5. From Michael in SoCal:
Hi guys. I just watched this week’s Whelen Southern Modified race on Versus and there was mention of Langley Speedway winner, Tim Brown, who was going to race at Tri-County Speedway. Jack Arute & Jimmy Spencer mentioned that Brown, who works for Michael Waltrip Racing, was called out to Phoenix by MWR for testing there. I thought testing was banned at any track where the top three series race? Any insight as to what this was all about? Thanks.
Just because he was called to Phoenix to do a test doesn’t necessarily mean they were at Phoenix International Raceway. I don’t recall any Goodyear tire tests there this season, so I doubt that’s where they went. I would imagine that the test was at the Toyota Proving Grounds in Wittman, AZ. The facility is about an hour and a half outside of Phoenix. – T.C.
6. From David:
With all the Nationwide series rookies getting the boot do you think that NASCAR needs to have contracts like the NFL or NBA???
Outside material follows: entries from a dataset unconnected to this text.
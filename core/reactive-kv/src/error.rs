//! Error types for the reactive view engine.
//!
//! Structural/validation failures return `EngineResult<T>`; the one semantic
//! invariant violation that would otherwise let a sink silently diverge
//! (`AggregationInvariantViolation`) panics instead, per §7 of the design.

use thiserror::Error;

/// Unified error type for all engine operations.
#[derive(Debug, Error)]
pub enum EngineError {
    /// `add_join` was given a spec that fails structural validation:
    /// unparseable pattern text, a sink slot with no source, a slot width
    /// mismatch, or a back source that is transitively a sink of the same
    /// join.
    #[error("invalid join: {message}")]
    InvalidJoin { message: String },

    /// A join spec referenced a slot name that is never bound by any source
    /// pattern.
    #[error("join '{join}' sink references undefined slot '{slot}'")]
    UndefinedSlot { join: String, slot: String },

    /// Two occurrences of the same slot name disagree on byte width.
    #[error("join '{join}' slot '{slot}' has conflicting widths: {a} vs {b}")]
    SlotWidthMismatch {
        join: String,
        slot: String,
        a: usize,
        b: usize,
    },

    /// The back source of a join is transitively a sink of the same join.
    #[error("join '{join}' is circular: back source '{table}' is already a sink of this join")]
    CircularJoin { join: String, table: String },

    /// A heap allocation for source-range key bytes failed.
    #[error("resource exhausted while storing key bytes for source range on '{table}'")]
    ResourceExhausted { table: String },

    /// A value stored in a `count`/`sum` source could not be parsed as a
    /// signed 64-bit decimal integer.
    #[error("value '{value}' at key '{key}' is not a valid integer")]
    NotAnInteger { key: String, value: String },

    /// `stats()`/`control()` JSON construction failed.
    #[error("json error: {0}")]
    Json(#[from] serde_json::Error),
}

/// Result type alias for all engine operations.
pub type EngineResult<T> = Result<T, EngineError>;

/// Aborts the process with a diagnostic message identifying the join and key
/// involved. Used exclusively by the Min/Max source-range variants when they
/// detect an erase of the current extremum outside an accumulator pass (see
/// `source_range::min_max`) — a condition that is a bug in the calling code,
/// not a recoverable runtime error, because the sink's value would otherwise
/// silently diverge from the source data.
#[track_caller]
pub(crate) fn invariant_violation(join: &str, key: &str, detail: &str) -> ! {
    panic!("aggregation invariant violated in join '{join}' at key '{key}': {detail}");
}
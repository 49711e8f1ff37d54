//! # reactive-kv — in-memory range-partitioned key-value store with
//! incrementally maintained join views
//!
//! An embedded, single-threaded engine: an ordered [`table::Table`] holds
//! byte-string key/value rows; a [`join::Join`] declares how rows from one
//! table are copied or aggregated (count/min/max/sum) into another; the
//! [`materialize::Materializer`] keeps every installed join's sink
//! up to date as the source table changes, cascading through however many
//! joins a single write touches. [`server::Server`] is the façade a host
//! process embeds.
//!
//! ## Quick start
//!
//! ```rust
//! use reactive_kv::Server;
//!
//! # fn main() -> reactive_kv::EngineResult<()> {
//! let mut server = Server::default();
//! server.create_table("posts");
//! server.create_table("timeline");
//! server.add_join(
//!     "timeline",
//!     "source posts|U:5|ID:1|\nsink timeline|U:5|ID:1|\ncopy",
//! )?;
//!
//! server.insert("posts", b"posts|alice|1|", b"hello")?;
//! assert_eq!(server.get("timeline", b"timeline|alice|1|").unwrap().as_bytes(), b"hello");
//! # Ok(())
//! # }
//! ```
//!
//! ## Module structure
//! - [`bytestring`] — small-buffer-optimized byte strings (§4.A)
//! - [`table`] — ordered key/value storage and notifier dispatch (§4.B)
//! - [`pattern`] — join key patterns, partial matches, range derivation (§4.C)
//! - [`join`] — join definitions and validation (§4.D)
//! - [`source_range`] — per-join materialized ranges and aggregation (§4.E)
//! - [`range_index`] — augmented interval tree over a table's notifiers (§4.F)
//! - [`materialize`] — the join graph and cascade driver (§4.G)
//! - [`server`] — the embeddable façade (§4.H)
//! - [`config`] — server tunables
//! - [`error`] — the unified error type
//! - [`logging`] — optional `tracing` initialization

pub mod bytestring;
pub mod config;
pub mod error;
pub mod join;
pub mod logging;
pub mod materialize;
pub mod pattern;
pub mod range_index;
pub mod server;
pub mod source_range;
pub mod table;

pub use bytestring::Bytes;
pub use config::ServerConfig;
pub use error::{EngineError, EngineResult};
pub use join::{Aggregation, Bounds, Join};
pub use materialize::Materializer;
pub use pattern::{Match, Pattern};
pub use server::Server;
pub use table::{Modification, ModifyOutcome, Table};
You’ve got to feel for these guys, but the structure of NASCAR makes it difficult to have a labor union like you see in the NFL or the NBA. The drivers are independent contractors in NASCAR – they work individually for teams, who at the end of the day have no stake in the sport as a whole – which is quite different than other major American sports leagues where the owners make up the league. I think there is an argument to be made that these guys need more protections, but how exactly to do that I don’t know. – Journo
7. From Jon:
I have a few questions… but before I begin first I wanna say I love the blog, I’ve written in a few times and you guys always answer my questions! You guys do a 100x better job than NASCAR PR LOL. 1. I was looking at some old race results at racing-reference.info and noticed in ’95 and ’96, both races (when phx featured just 1 event) had 44 cars. why? when/how did nascar decide on the 43 car field # and what dictated the # before? 2. i’m pretty sure i’ve read this somewhere/heard it on a broadcast, but i’m not 100% sure. let’s say two guys tie at the end of the season w/ the same # of points. the driver with the most wins gets the better spot in the points, right? do they have tiebreakers to determine who takes the higher spot in points after wins (if they are still tied)? 3. why hasn’t nascar considered running more nationwide one-off events? if they want to get cup regulars out, woudln’t it make more sense to run the events in tandem with say a truck or arca or IRL event, at a venue where the cup series isn’t? if they did this more than just the 3 times a year (i think?) that they do this now, to say like, 9-10, wouldn’t it be way more likely a regular would win rather than a cup series regular? i’m just looking for slightly easier “fixes” for the Nationwide series, as opposed to some ridiculous idea of leaving Cup regulars out of the points championship.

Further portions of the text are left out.